Abstract: Although, arsenic trioxide has been the subject of
toxicological research, in vitro cytotoxicity and genotoxicity studies
using relevant cell models and uniform methodology are not well
elucidated. Hence, the aim of the present study was to evaluate the
cytotoxicity and genotoxicity induced by arsenic trioxide in human
keratinocytes (HaCaT) using the MTT [3-(4, 5-dimethylthiazol-2-yl)-
2,5-diphenyltetrazolium bromide] and alkaline single cell gel
electrophoresis (Comet) assays, respectively. Human keratinocytes
were treated with different doses of arsenic trioxide for 4 h prior to
cytogenetic assessment.
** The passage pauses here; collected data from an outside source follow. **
//! Resource models
//!
//! Typed IDs, API constants and payload families for the providers this
//! tool knows about. Anything not modelled here is handled as plain JSON by
//! the generic resource handler.

pub mod cache;
pub mod datamigration;
pub mod insights;
pub mod kubernetesconfiguration;
pub mod network;
pub mod recoveryservices;
pub mod signalr;
pub mod storage;
pub mod streamanalytics;
pub mod timeseriesinsights;

use crate::payload::{Family, PayloadError};
use serde::Serialize;
use serde_json::Value;

/// Payload families that can be decoded by name
pub const FAMILIES: &[&str] = &[
    <timeseriesinsights::Environment as Family>::NAME,
    <timeseriesinsights::EventSource as Family>::NAME,
    <streamanalytics::InputProperties as Family>::NAME,
    <streamanalytics::StreamInputDataSource as Family>::NAME,
    <streamanalytics::Serialization as Family>::NAME,
    <datamigration::ConnectionInfo as Family>::NAME,
    <recoveryservices::EnableProtectionProviderSpecificInput as Family>::NAME,
];

/// Outcome of decoding a payload by family name
#[derive(Debug, Clone, PartialEq, Serialize)]
pub struct DecodedPayload {
    pub family: &'static str,
    pub discriminator: &'static str,
    /// Discriminator value found in the payload
    pub tag: String,
    /// Whether the tag matched a modelled variant
    pub known: bool,
    /// Whether the payload, nested families included, is fully modelled and
    /// so may be sent back in a request
    pub sendable: bool,
    /// Sendable payloads re-encoded from their typed form, anything else
    /// exactly as received
    pub body: Value,
}

fn describe<F: Family>(value: Value) -> Result<Option<DecodedPayload>, PayloadError> {
    let received = value.clone();
    let Some(decoded) = F::registry().decode_value(value)? else {
        return Ok(None);
    };

    let (sendable, body) = match decoded.encode() {
        Ok(body) => (true, body),
        Err(e) => {
            tracing::debug!("Keeping {} payload as received: {}", F::NAME, e);
            (false, received)
        }
    };

    Ok(Some(DecodedPayload {
        family: F::NAME,
        discriminator: F::DISCRIMINATOR,
        tag: decoded.tag().to_string(),
        known: decoded.as_raw().is_none(),
        sendable,
        body,
    }))
}

/// Decode `value` as a member of the family called `family`.
///
/// Returns `Ok(None)` when the value carries no discriminator.
pub fn decode_payload(family: &str, value: Value) -> Result<Option<DecodedPayload>, PayloadError> {
    let matches = |name: &str| name.eq_ignore_ascii_case(family);

    if matches(<timeseriesinsights::Environment as Family>::NAME) {
        describe::<timeseriesinsights::Environment>(value)
    } else if matches(<timeseriesinsights::EventSource as Family>::NAME) {
        describe::<timeseriesinsights::EventSource>(value)
    } else if matches(<streamanalytics::InputProperties as Family>::NAME) {
        describe::<streamanalytics::InputProperties>(value)
    } else if matches(<streamanalytics::StreamInputDataSource as Family>::NAME) {
        describe::<streamanalytics::StreamInputDataSource>(value)
    } else if matches(<streamanalytics::Serialization as Family>::NAME) {
        describe::<streamanalytics::Serialization>(value)
    } else if matches(<datamigration::ConnectionInfo as Family>::NAME) {
        describe::<datamigration::ConnectionInfo>(value)
    } else if matches(<recoveryservices::EnableProtectionProviderSpecificInput as Family>::NAME) {
        describe::<recoveryservices::EnableProtectionProviderSpecificInput>(value)
    } else {
        Err(PayloadError::UnknownFamily(family.to_string()))
    }
}

/// Whether `family` names a known payload family
pub fn is_family(family: &str) -> bool {
    FAMILIES.iter().any(|name| name.eq_ignore_ascii_case(family))
}
impl QuizItem for ScenarioQuestion {
    fn prompt(&self) -> &str {
        &self.question
    }

    fn choices(&self) -> &[String] {
        &self.choices
    }

    fn correct_answer(&self) -> &str {
        &self.correct_answer
    }

    fn rationale(&self) -> Option<&str> {
        Some(self.rationale.as_str()).filter(|s| !s.is_empty())
    }

    fn clinical_pearl(&self) -> Option<&str> {
        Some(self.clinical_pearl.as_str()).filter(|s| !s.is_empty())
    }
}

/// Quiz start parameters.
#[derive(Debug, Clone, Copy, PartialEq, Eq)]
pub struct QuizOptions {
    /// Shuffle the input; when false the input order is kept.
    pub shuffle: bool,
    /// Requested number of questions, clamped to what is available.
    pub count: Option<usize>,
}

impl QuizOptions {
    fn check(&self) -> Result<(), QuizError> {
        match self.count {
            Some(0) => Err(QuizError::ZeroCount),
            _ => Ok(()),
        }
    }
}

impl Default for QuizOptions {
    fn default() -> Self {
        Self {
            shuffle: true,
            count: None,
        }
    }
}

/// One answered question.
#[derive(Debug, Clone, PartialEq, Eq, Serialize, Deserialize)]
pub struct AnswerRecord {
    pub question_index: usize,
    pub selected: String,
    pub is_correct: bool,
}

/// A running quiz.
#[derive(Debug, Clone, Serialize, Deserialize)]
pub struct QuizSession<Q> {
    id: Uuid,
    started_at: DateTime<Utc>,
    questions: Vec<Q>,
    index: usize,
    score: u32,
    finished: bool,
    answers: Vec<Option<AnswerRecord>>,
}
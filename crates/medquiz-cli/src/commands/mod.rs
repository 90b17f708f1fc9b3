//! Subcommand implementations and the state they share.

pub mod init;
pub mod list;
pub mod quiz;
pub mod scenario;
pub mod stats;
pub mod tier;
pub mod validate;

use std::path::Path;
use std::sync::Arc;

use anyhow::Result;

use medquiz_content::config::load_config_from;
use medquiz_content::{create_source, MedquizConfig};
use medquiz_core::model::Tier;
use medquiz_core::preferences::Preferences;
use medquiz_core::statistics::StatisticsService;
use medquiz_core::store::JsonFileStore;
use medquiz_core::traits::{ContentSource, KeyValueStore};
use medquiz_core::ScopeResolver;

const DISCLAIMER: &str = "medquiz is an educational reference only. It does not replace \
local protocols, medical direction or the product labeling.";

/// Loaded configuration plus the persisted store it points at.
pub struct AppContext {
    pub config: MedquizConfig,
    store: Arc<dyn KeyValueStore>,
}

impl AppContext {
    pub fn load(config_path: Option<&Path>) -> Result<Self> {
        let config = load_config_from(config_path)?;
        tracing::debug!(content = ?config.content, data_dir = %config.data_dir.display(), "loaded config");
        let store: Arc<dyn KeyValueStore> = Arc::new(JsonFileStore::in_dir(&config.data_dir));
        Ok(Self { config, store })
    }

    pub fn source(&self) -> Result<Arc<dyn ContentSource>> {
        create_source(&self.config)
    }

    pub fn resolver(&self) -> Result<ScopeResolver> {
        Ok(ScopeResolver::new(self.source()?))
    }

    pub fn preferences(&self) -> Preferences {
        Preferences::new(self.store.clone(), self.config.default_tier)
    }

    pub fn statistics(&self) -> StatisticsService {
        StatisticsService::new(self.store.clone())
    }

    /// The tier given on the command line, else the stored one.
    pub async fn tier(&self, explicit: Option<Tier>) -> Result<Tier> {
        match explicit {
            Some(tier) => Ok(tier),
            None => self.preferences().active_tier().await,
        }
    }

    /// Print the disclaimer the first time a quiz starts.
    pub async fn show_disclaimer_once(&self) -> Result<()> {
        let prefs = self.preferences();
        if !prefs.disclaimer_accepted().await? {
            println!("{DISCLAIMER}\n");
            prefs.accept_disclaimer().await?;
        }
        Ok(())
    }
}
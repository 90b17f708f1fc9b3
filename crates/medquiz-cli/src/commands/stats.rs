//! The `medquiz stats` command.

use std::path::Path;

use anyhow::Result;
use comfy_table::{Cell, Table};

use super::AppContext;

pub async fn execute(config_path: Option<&Path>, reset: bool) -> Result<()> {
    let ctx = AppContext::load(config_path)?;
    let mut stats = ctx.statistics();

    if reset {
        stats.reset().await?;
        println!("Statistics reset.");
        return Ok(());
    }

    let summary = stats.load().await?;
    let last = summary
        .last_quiz_date
        .map(|d| d.format("%Y-%m-%d %H:%M UTC").to_string())
        .unwrap_or_else(|| "never".to_string());

    let mut table = Table::new();
    table.set_header(vec!["Statistic", "Value"]);
    table.add_row(vec![
        Cell::new("Quizzes taken"),
        Cell::new(summary.total_quizzes),
    ]);
    table.add_row(vec![
        Cell::new("Questions answered"),
        Cell::new(summary.total_questions),
    ]);
    table.add_row(vec![
        Cell::new("Correct answers"),
        Cell::new(summary.total_correct),
    ]);
    table.add_row(vec![
        Cell::new("Average score"),
        Cell::new(format!("{:.1}%", summary.average_score)),
    ]);
    table.add_row(vec![
        Cell::new("Best score"),
        Cell::new(format!("{:.1}%", summary.best_score)),
    ]);
    table.add_row(vec![Cell::new("Last quiz"), Cell::new(last)]);

    println!("{table}");

    Ok(())
}
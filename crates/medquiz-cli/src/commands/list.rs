//! The `medquiz list` command.

use std::path::Path;

use anyhow::Result;
use comfy_table::{Cell, Table};
use medquiz_core::model::Tier;

use super::AppContext;

pub async fn execute(config_path: Option<&Path>, tier: Option<Tier>) -> Result<()> {
    let ctx = AppContext::load(config_path)?;
    let tier = ctx.tier(tier).await?;
    let drugs = ctx.resolver()?.resolve_tier(tier).await;

    if drugs.is_empty() {
        println!("No medications available for {tier}.");
        return Ok(());
    }

    let mut table = Table::new();
    table.set_header(vec!["Generic", "Brand", "Class", "Routes"]);
    for drug in &drugs {
        table.add_row(vec![
            Cell::new(&drug.name.generic),
            Cell::new(drug.name.brand.join(", ")),
            Cell::new(&drug.class),
            Cell::new(drug.routes.join(", ")),
        ]);
    }

    println!("{table}");
    println!("{} medication(s) for {tier}", drugs.len());

    Ok(())
}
Data obtained from the MTT assay indicated
that arsenic trioxide significantly reduced the viability of HaCaT cells
in a dose-dependent manner, showing an IC50 value of 34.18 ± 0.6
μM. Data generated from the comet assay also indicated a significant
dose-dependent increase in DNA damage in HaCaT cells associated
with arsenic trioxide exposure. We observed a significant increase in
comet tail length and tail moment, showing an evidence of arsenic
trioxide -induced genotoxic damage in HaCaT cells. This study
confirms that the comet assay is a sensitive and effective method to
detect DNA damage caused by arsenic.